DIESEL: Eu imagino que essa seja uma pergunta bem recorrente, mas eu quero falar sobre esse título. A fonética traz duas possibilidades: que é de compreensão que é ‘sobreviver’ e ‘sobre viver’. O teu disco é mais sobre sobreviver ou sobre a necessidade de viver?
CRIOLO: Eu acho que ele descreve um tanto do quanto o nosso povo está sobrevivendo e não vivendo. Não nos é permitido viver. Não nos é permitido ter as delícias do que é aproveitar a vida ao máximo, com toda a beleza que essa frase carrega. A gente vende as nossas horas para fazer acontecer um mínimo de construção de dignidade para as famílias terem um sustento, terem o que comer, terem onde dormir. Enfim… o básico para a construção de um ambiente de dignidade para o trabalhador brasileiro não acontece. Isso acaba refletindo também no jeito como você é obrigado a levar sua vida. Aqui, no nosso território, a grande maioria da população está sobrevivendo e, quando veio a pandemia, eu percebi que muitas pessoas começaram a se dar conta de como são as diferenças aqui. E começaram a entender a importância da vida. A gente ficou com muito medo. Medo de perder as pessoas que amamos, medo da gente ir embora e deixar aqui alguma coisa no meio do caminho. E aí, algumas pessoas se deram conta de que estão com medo de perder a vida, mas tem muita gente, aqui no nosso território, que não pode nem viver. Então a nossa luta é diária desde o nascimento. Agora, como a gente pode transformar isso em energia motora para uma transformação com caminhos positivos? De que jeito a gente pode construir coisas positivas? De que jeito essa transformação que a gente tanto deseja pode passar por uma pavimentação de caminho para que esses medos e essas desigualdades fiquem cada vez mais longe? Esse álbum traz um tanto de fé. Um tanto de fé, um tanto de esperança, um tanto de acreditar na capacidade dos nossos jovens, sabe?

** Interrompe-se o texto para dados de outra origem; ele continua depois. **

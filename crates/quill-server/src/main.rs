mod config;

use std::net::SocketAddr;
use std::sync::Arc;

use axum::Router;
use tower_http::cors::CorsLayer;
use tower_http::services::{ServeDir, ServeFile};
use tower_http::trace::TraceLayer;
use tracing::info;

use quill_api::{AppState, AppStateInner};
use quill_auth::session::SessionStore;
use quill_store::{JsonStore, bootstrap};

use crate::config::Config;

#[tokio::main]
async fn main() -> anyhow::Result<()> {
    // Load .env if present
    let _ = dotenvy::dotenv();

    // Init logging
    tracing_subscriber::fmt()
        .with_env_filter(
            tracing_subscriber::EnvFilter::try_from_default_env().unwrap_or_else(|_| {
                "quill_server=debug,quill_api=debug,quill_store=info,tower_http=debug".into()
            }),
        )
        .init();

    let config = Config::from_env()?;

    // Init storage and seed the bootstrap records on first run
    let store = JsonStore::open(&config.data_dir).await?;
    bootstrap::seed_defaults(&store).await?;

    let sessions = match config.session_ttl {
        Some(ttl) => {
            info!("Sessions expire after {}s", ttl.num_seconds());
            SessionStore::with_ttl(ttl)
        }
        None => SessionStore::new(),
    };

    let state: AppState = Arc::new(AppStateInner { store, sessions });

    // Static pages + asset mount
    let static_routes = Router::new()
        .route_service("/", ServeFile::new(config.static_dir.join("index.html")))
        .route_service(
            "/dashboard",
            ServeFile::new(config.static_dir.join("dashboard.html")),
        )
        .nest_service("/static", ServeDir::new(&config.static_dir));

    let app = quill_api::router(state)
        .merge(static_routes)
        .layer(CorsLayer::permissive())
        .layer(TraceLayer::new_for_http());

    let addr: SocketAddr = format!("{}:{}", config.host, config.port).parse()?;
    info!("Quill server listening on {}", addr);

    let listener = tokio::net::TcpListener::bind(addr).await?;
    axum::serve(listener, app)
        .with_graceful_shutdown(shutdown_signal())
        .await?;

    Ok(())
}

async fn shutdown_signal() {
    let ctrl_c = tokio::signal::ctrl_c();
    #[cfg(unix)]
    {
        let mut sigterm =
            tokio::signal::unix::signal(tokio::signal::unix::SignalKind::terminate())
                .expect("failed to install SIGTERM handler");
        tokio::select! {
            _ = ctrl_c => info!("Received Ctrl+C, shutting down..."),
            _ = sigterm.recv() => info!("Received SIGTERM, shutting down..."),
        }
    }
    #[cfg(not(unix))]
    {
        ctrl_c.await.ok();
        info!("Received Ctrl+C, shutting down...");
    }
}
pub mod api;
pub mod models;
use axum::{
    Json,
    extract::{Path, Query, State},
    http::HeaderMap,
    response::IntoResponse,
};
use chrono::Utc;
use serde::Deserialize;
use tracing::info;
use uuid::Uuid;

use quill_types::api::{CreateContentRequest, CreateContentResponse, DeleteContentResponse};
use quill_types::models::ContentItem;

use crate::auth::{AppState, require_session};
use crate::error::ApiError;

#[derive(Debug, Deserialize)]
pub struct ContentQuery {
    pub user_id: Option<String>,
}

/// GET /api/content — the whole collection in stored order, optionally
/// filtered to one owner. No auth, no pagination.
pub async fn list_content(
    State(state): State<AppState>,
    Query(query): Query<ContentQuery>,
) -> Result<impl IntoResponse, ApiError> {
    let items = state.store.content.load().await?;

    let items: Vec<ContentItem> = match query.user_id {
        Some(user_id) => items.into_iter().filter(|i| i.user_id == user_id).collect(),
        None => items,
    };

    Ok(Json(items))
}

/// POST /api/content — append a new item.
///
/// Ownership (`user_id`) is taken from the request body rather than derived
/// from the session, matching the deployed clients. The session only proves
/// the caller is logged in.
pub async fn create_content(
    State(state): State<AppState>,
    headers: HeaderMap,
    Json(req): Json<CreateContentRequest>,
) -> Result<impl IntoResponse, ApiError> {
    require_session(&headers, &state.sessions)?;

    let item = ContentItem {
        id: Uuid::new_v4().to_string(),
        title: req.title,
        content: req.content,
        author: req.author,
        user_id: req.user_id,
        date: Utc::now(),
    };
    let id = item.id.clone();

    let _guard = state.store.content.lock().await;
    let mut items = state.store.content.load().await?;
    items.push(item);
    state.store.content.save(&items).await?;

    info!("Content {} created", id);
    Ok(Json(CreateContentResponse { success: true, id }))
}

/// DELETE /api/content/{id} — owner-only removal.
pub async fn delete_content(
    State(state): State<AppState>,
    Path(item_id): Path<String>,
    headers: HeaderMap,
) -> Result<impl IntoResponse, ApiError> {
    let session = require_session(&headers, &state.sessions)?;

    let _guard = state.store.content.lock().await;
    let mut items = state.store.content.load().await?;

    let item = items
        .iter()
        .find(|i| i.id == item_id)
        .ok_or(ApiError::NotFound)?;

    if item.user_id != session.user_id {
        return Err(ApiError::Forbidden);
    }

    items.retain(|i| i.id != item_id);
    state.store.content.save(&items).await?;

    info!("Content {} deleted", item_id);
    Ok(Json(DeleteContentResponse { success: true }))
}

DIESEL: Como tu enxergas o momento do rap nacional? Claro que tu estás inserido dentro desse mercado, mas como que está o rap hoje e pra onde o rap vai?
CRIOLO: Ah… são tantas as vertentes e são tantas as subdivisões que a gente nem dá conta. Nesse momento, em algum lugar do planeta, está nascendo uma outra subdivisão do rap, dessa árvore musical. Essa árvore gigante musical é uma copa de uma outra árvore que se chama Hip Hop. São muitas subdivisões, são muitos jeitos de construir a comunicação. Existem muitos movimentos musicais dessas subdivisões que levam em consideração o modo que se canta, como se canta, a estética e a estrutura que embala esse texto, ou seja, como essa construção de beat, de instrumental, de pensamento, de tema melódico… mas também o ambiente desse grupo de jovens que se reúne. Ele vai para além, extrapola. Então, eu sou muito curioso, eu quero viver muito para ver e aprender até onde mais vai essa coisa linda, essa energia tão incrível chamada rap que me visitou aos 11 anos de idade e nunca mais me abandonou… e me ensina a cada dia. Porque rap é uma energia de alma. É uma força… é um jeito de viver, é um jeito de se enxergar no mundo. Vai para além.